Neighborhood in Jefferson County, Kentucky, USA

Newburg is a former census-designated place in Jefferson County, Kentucky, United States. The population was 20,636 at the 2000 census. On January 6, 2003, the area was annexed to the city of Louisville due to a merger between the city and Jefferson County's unincorporated communities. Newburg is now thought to be a neighborhood (by local media) within the now merged city of Louisville.

==History==

The area now called Newburg was settled in the 1820s by four German families, and was a small village called Newburgh a decade later. The 'h' was dropped and the modern spelling emerged as the name of the post office by the end of the 19th century.

Newburg has historically had a black population, once centered on the nearby Petersburg area, at the junction of Shepherdsville and Newburg Roads. By 1851, Eliza and Henry Tevis, a free black couple who owned slaves, operated a 40 acre farm in the area. After the Civil War, freed blacks bought land in the area and started farms.

Into the 1900s, Petersburg and Newburg were still surrounded by farmland. Newburg at some point had become the chosen name for the area, most likely because it was the name of the post office. Suburban sprawl reached the area by the 1960s, and it became popular with middle-class blacks leaving the city for suburbs. The area remains predominantly black.

From 1982 to 1987, Newburg was an incorporated city; however, it was an unpopular move and was eventually dissolved.

With the help of the Library Foundation and community support a new $1.9 million, 8300-square-foot education and technology driven library was completed and opened in Newburg in August 2009.

==Geography==
Newburg is located at .

According to the United States Census Bureau, the CDP has a total area of 14.9 km2, all land.

==Demographics==

There was no 2010 census data for Newburg because it had become part of Louisville in 2003.

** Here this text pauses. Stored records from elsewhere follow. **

use serde::Deserialize;
use serde_json::{json, Value};

use super::calendar::{parse_method, parse_rate_basis};
use super::{parse_payload, payload_arg0_as_string, payload_object, to_json, AppState};
use crate::calendar::BsDate;
use crate::models::{EntryUpdate, NewEntry, TransactionType};
use crate::transactions::{self, EntryFilter};

const ENTRY_ID_KEYS: &[&str] = &["id", "entryId", "entry_id", "transactionId"];
const CUSTOMER_ID_KEYS: &[&str] = &["customerId", "customer_id", "id"];

#[derive(Debug, Default, Deserialize)]
#[serde(rename_all = "camelCase")]
struct ListPayload {
    #[serde(default, alias = "customer_id")]
    customer_id: Option<String>,
    #[serde(default, alias = "start", alias = "startDate", alias = "start_date")]
    from: Option<BsDate>,
    #[serde(default, alias = "end", alias = "endDate", alias = "end_date")]
    to: Option<BsDate>,
    #[serde(default, alias = "transaction_type", alias = "type")]
    transaction_type: Option<TransactionType>,
}

#[derive(Debug, Deserialize)]
#[serde(rename_all = "camelCase")]
struct UpdatePayload {
    #[serde(alias = "entryId", alias = "entry_id", alias = "transactionId")]
    id: String,
    #[serde(flatten)]
    changes: EntryUpdate,
}

#[derive(Debug, Deserialize)]
#[serde(rename_all = "camelCase")]
struct CustomerInterestPayload {
    #[serde(alias = "customer_id", alias = "id")]
    customer_id: String,
    rate: f64,
    #[serde(default, alias = "rate_basis", alias = "basis")]
    rate_basis: Option<String>,
    #[serde(default, alias = "frequency", alias = "method")]
    compounding: Option<String>,
    #[serde(default, alias = "as_of", alias = "date", alias = "end")]
    as_of: Option<BsDate>,
}

pub fn transaction_add(arg0: Option<Value>, state: &AppState) -> Result<Value, String> {
    let user_id = state.user_id()?;
    let mut payload = payload_object(arg0, "customerId");
    if crate::value_str(&payload, &["transactionDate", "transaction_date", "date"]).is_none() {
        payload["transactionDate"] = json!(BsDate::today().map_err(String::from)?.to_string());
    }
    let new: NewEntry = parse_payload(payload, "transaction")?;
    let entry = transactions::add_entry(&state.db, &user_id, new).map_err(String::from)?;
    to_json(&entry)
}

pub fn transaction_get(arg0: Option<Value>, state: &AppState) -> Result<Value, String> {
    let user_id = state.user_id()?;
    let id = payload_arg0_as_string(arg0, ENTRY_ID_KEYS).ok_or("Missing transaction id")?;
    let entry = transactions::get_entry(&state.db, &user_id, &id).map_err(String::from)?;
    to_json(&entry)
}

/// A bare string is taken as the customer id.
pub fn transaction_list(arg0: Option<Value>, state: &AppState) -> Result<Value, String> {
    let user_id = state.user_id()?;
    let payload: ListPayload =
        parse_payload(payload_object(arg0, "customerId"), "transaction filter")?;
    let filter = EntryFilter {
        customer_id: payload.customer_id,
        from: payload.from,
        to: payload.to,
        transaction_type: payload.transaction_type,
    };
    let entries = transactions::list_entries(&state.db, &user_id, &filter).map_err(String::from)?;
    to_json(&entries)
}

pub fn transaction_update(arg0: Option<Value>, state: &AppState) -> Result<Value, String> {
    let user_id = state.user_id()?;
    let payload: UpdatePayload = parse_payload(payload_object(arg0, "id"), "transaction update")?;
    let entry = transactions::update_entry(&state.db, &user_id, &payload.id, payload.changes)
        .map_err(String::from)?;
    to_json(&entry)
}

pub fn transaction_delete(arg0: Option<Value>, state: &AppState) -> Result<Value, String> {
    let user_id = state.user_id()?;
    let id = payload_arg0_as_string(arg0, ENTRY_ID_KEYS).ok_or("Missing transaction id")?;
    transactions::delete_entry(&state.db, &user_id, &id).map_err(String::from)?;
    Ok(json!({ "success": true }))
}

pub fn balance_get(arg0: Option<Value>, state: &AppState) -> Result<Value, String> {
    let user_id = state.user_id()?;
    let customer_id =
        payload_arg0_as_string(arg0, CUSTOMER_ID_KEYS).ok_or("Missing customer id")?;
    let balance =
        transactions::customer_balance(&state.db, &user_id, &customer_id).map_err(String::from)?;
    to_json(&balance)
}

pub fn ledger_summary(state: &AppState) -> Result<Value, String> {
    let user_id = state.user_id()?;
    let summary = transactions::ledger_summary(&state.db, &user_id).map_err(String::from)?;
    to_json(&summary)
}

pub fn interest_for_customer(arg0: Option<Value>, state: &AppState) -> Result<Value, String> {
    let user_id = state.user_id()?;
    let payload: CustomerInterestPayload =
        parse_payload(payload_object(arg0, "customerId"), "interest")?;
    let as_of = match payload.as_of {
        Some(date) => date,
        None => BsDate::today().map_err(String::from)?,
    };
    let breakdown = transactions::interest_for_customer(
        &state.db,
        &user_id,
        &payload.customer_id,
        payload.rate,
        parse_rate_basis(payload.rate_basis.as_deref())?,
        parse_method(payload.compounding.as_deref())?,
        as_of,
    )
    .map_err(String::from)?;
    to_json(&breakdown)
}

#[cfg(test)]
mod tests {
    use super::super::customers::customer_create;
    use super::super::test_state::*;
    use super::*;

    async fn with_customer() -> (Harness, String) {
        let h = signed_in().await;
        let customer =
            customer_create(Some(json!({ "name": "Gita", "type": "customer" })), &h.state).unwrap();
        let id = customer["id"].as_str().unwrap().to_string();
        (h, id)
    }

    #[tokio::test]
    async fn test_add_update_delete_entry() {
        let (h, customer_id) = with_customer().await;
        let first = transaction_add(
            Some(json!({
                "customerId": customer_id,
                "amount": 1000,
                "transactionType": "given",
                "transactionDate": "2081-02-10"
            })),
            &h.state,
        )
        .unwrap();
        transaction_add(
            Some(json!({
                "customerId": customer_id,
                "amount": 400,
                "type": "received",
                "date": "2081-02-20",
                "description": "partial"
            })),
            &h.state,
        )
        .unwrap();

        let balance = balance_get(Some(json!(customer_id.clone())), &h.state).unwrap();
        assert_eq!(balance["balance"], 600.0);

        let first_id = first["id"].as_str().unwrap();
        let updated = transaction_update(
            Some(json!({ "entryId": first_id, "amount": 1500 })),
            &h.state,
        )
        .unwrap();
        assert_eq!(updated["balance_after"], 1500.0);
        let balance = balance_get(Some(json!({ "customerId": customer_id })), &h.state).unwrap();
        assert_eq!(balance["balance"], 1100.0);

        transaction_delete(Some(json!(first_id)), &h.state).unwrap();
        assert!(transaction_get(Some(json!({ "id": first_id })), &h.state).is_err());
        let balance = balance_get(Some(json!(customer_id.clone())), &h.state).unwrap();
        assert_eq!(balance["balance"], -400.0);
    }

    #[tokio::test]
    async fn test_list_filters() {
        let (h, customer_id) = with_customer().await;
        for (amount, kind, date) in [
            (100, "given", "2081-01-05"),
            (200, "given", "2081-03-05"),
            (50, "received", "2081-04-01"),
        ] {
            transaction_add(
                Some(json!({
                    "customerId": customer_id,
                    "amount": amount,
                    "type": kind,
                    "date": date
                })),
                &h.state,
            )
            .unwrap();
        }

        let all = transaction_list(Some(json!(customer_id.clone())), &h.state).unwrap();
        assert_eq!(all.as_array().unwrap().len(), 3);

        let ranged = transaction_list(
            Some(json!({ "from": "2081-02-01", "to": "2081-04-01", "type": "given" })),
            &h.state,
        )
        .unwrap();
        assert_eq!(ranged.as_array().unwrap().len(), 1);
        assert_eq!(ranged[0]["amount"], 200.0);

        let backwards = json!({ "from": "2081-05-01", "to": "2081-04-01" });
        let err = transaction_list(Some(backwards), &h.state).unwrap_err();
        assert!(err.contains("before"));
    }

    #[tokio::test]
    async fn test_summary_and_interest() {
        let (h, customer_id) = with_customer().await;
        transaction_add(
            Some(json!({
                "customerId": customer_id,
                "amount": 10000,
                "type": "given",
                "date": "2080-01-01"
            })),
            &h.state,
        )
        .unwrap();

        let summary = ledger_summary(&h.state).unwrap();
        assert_eq!(summary["customerToReceive"], 10000.0);

        let interest = interest_for_customer(
            Some(json!({ "customerId": customer_id, "rate": 12, "asOf": "2081-01-01" })),
            &h.state,
        )
        .unwrap();
        assert_eq!(interest["interest"], 1200.0);

        let monthly = interest_for_customer(
            Some(json!({
                "customer_id": customer_id,
                "rate": 1,
                "basis": "monthly",
                "compounding": "yearly",
                "as_of": "2081-01-01"
            })),
            &h.state,
        )
        .unwrap();
        assert_eq!(monthly["total"], 11200.0);
    }
}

According to the Courier Journal, 25% of Newburg's population was hispanic as of the 2020 Census.

Historical population
| Census | Pop. | Note | %± |
|---|---|---|---|
| 1980 | 24,612 |  | — |
| 1990 | 21,647 |  | −12.0% |
| 2000 | 20,636 |  | −4.7% |

===2000 census===

Newburg CDP, Kentucky – Racial and ethnic composition Note: the US Census treats Hispanic/Latino as an ethnic category. This table excludes Latinos from the racial categories and assigns them to a separate category. Hispanics/Latinos may be of any race.
| Race / Ethnicity (NH = Non-Hispanic) | Pop 2000 | % 2000 |
|---|---|---|
| White alone (NH) | 7,577 | 36.72% |
| Black or African American alone (NH) | 11,917 | 57.75% |
| Native American or Alaska Native alone (NH) | 45 | 0.22% |
| Asian alone (NH) | 177 | 0.86% |
| Native Hawaiian or Pacific Islander alone (NH) | 9 | 0.04% |
| Other race alone (NH) | 55 | 0.27% |
| Mixed race or Multiracial (NH) | 296 | 1.43% |
| Hispanic or Latino (any race) | 560 | 2.71% |
| Total | 20,636 | 100.00% |

As of the census of 2000, there were 20,636 people, 7,981 households, and 5,506 families residing in the CDP. The population density was 1,388.1 /km2. There were 8,449 housing units at an average density of 568.3 /km2. The racial makeup of the CDP was 38.15% White, 58.08% African American, 0.27% Native American, 0.87% Asian, 0.05% Pacific Islander, 0.88% from other races, and 1.71% from two or more races. Hispanic or Latino of any race were 2.71% of the population.

There were 7,981 households, out of which 35.0% had children under the age of 18 living with them, 36.3% were married couples living together, 27.4% had a female householder with no husband present, and 31.0% were non-families. 26.3% of all households were made up of individuals, and 6.6% had someone living alone who was 65 years of age or older. The average household size was 2.57 and the average family size was 3.08.

In the CDP, the population was spread out, with 29.7% under the age of 18, 10.1% from 18 to 24, 29.4% from 25 to 44, 20.8% from 45 to 64, and 10.1% who were 65 years of age or older. The median age was 32 years. For every 100 females, there were 85.7 males. For every 100 females age 18 and over, there were 80.2 males.

The median income for a household in the CDP was $29,788, and the median income for a family was $33,996. Males had a median income of $28,682 versus $22,216 for females. The per capita income for the CDP was $14,897. About 16.1% of families and 18.6% of the population were below the poverty line, including 29.4% of those under age 18 and 10.8% of those age 65 or over. 8.5% have a bachelor's degree or higher, 26.1% don't have a high school degree.

==Education==
Newburg has a lending library, a branch of the Louisville Free Public Library.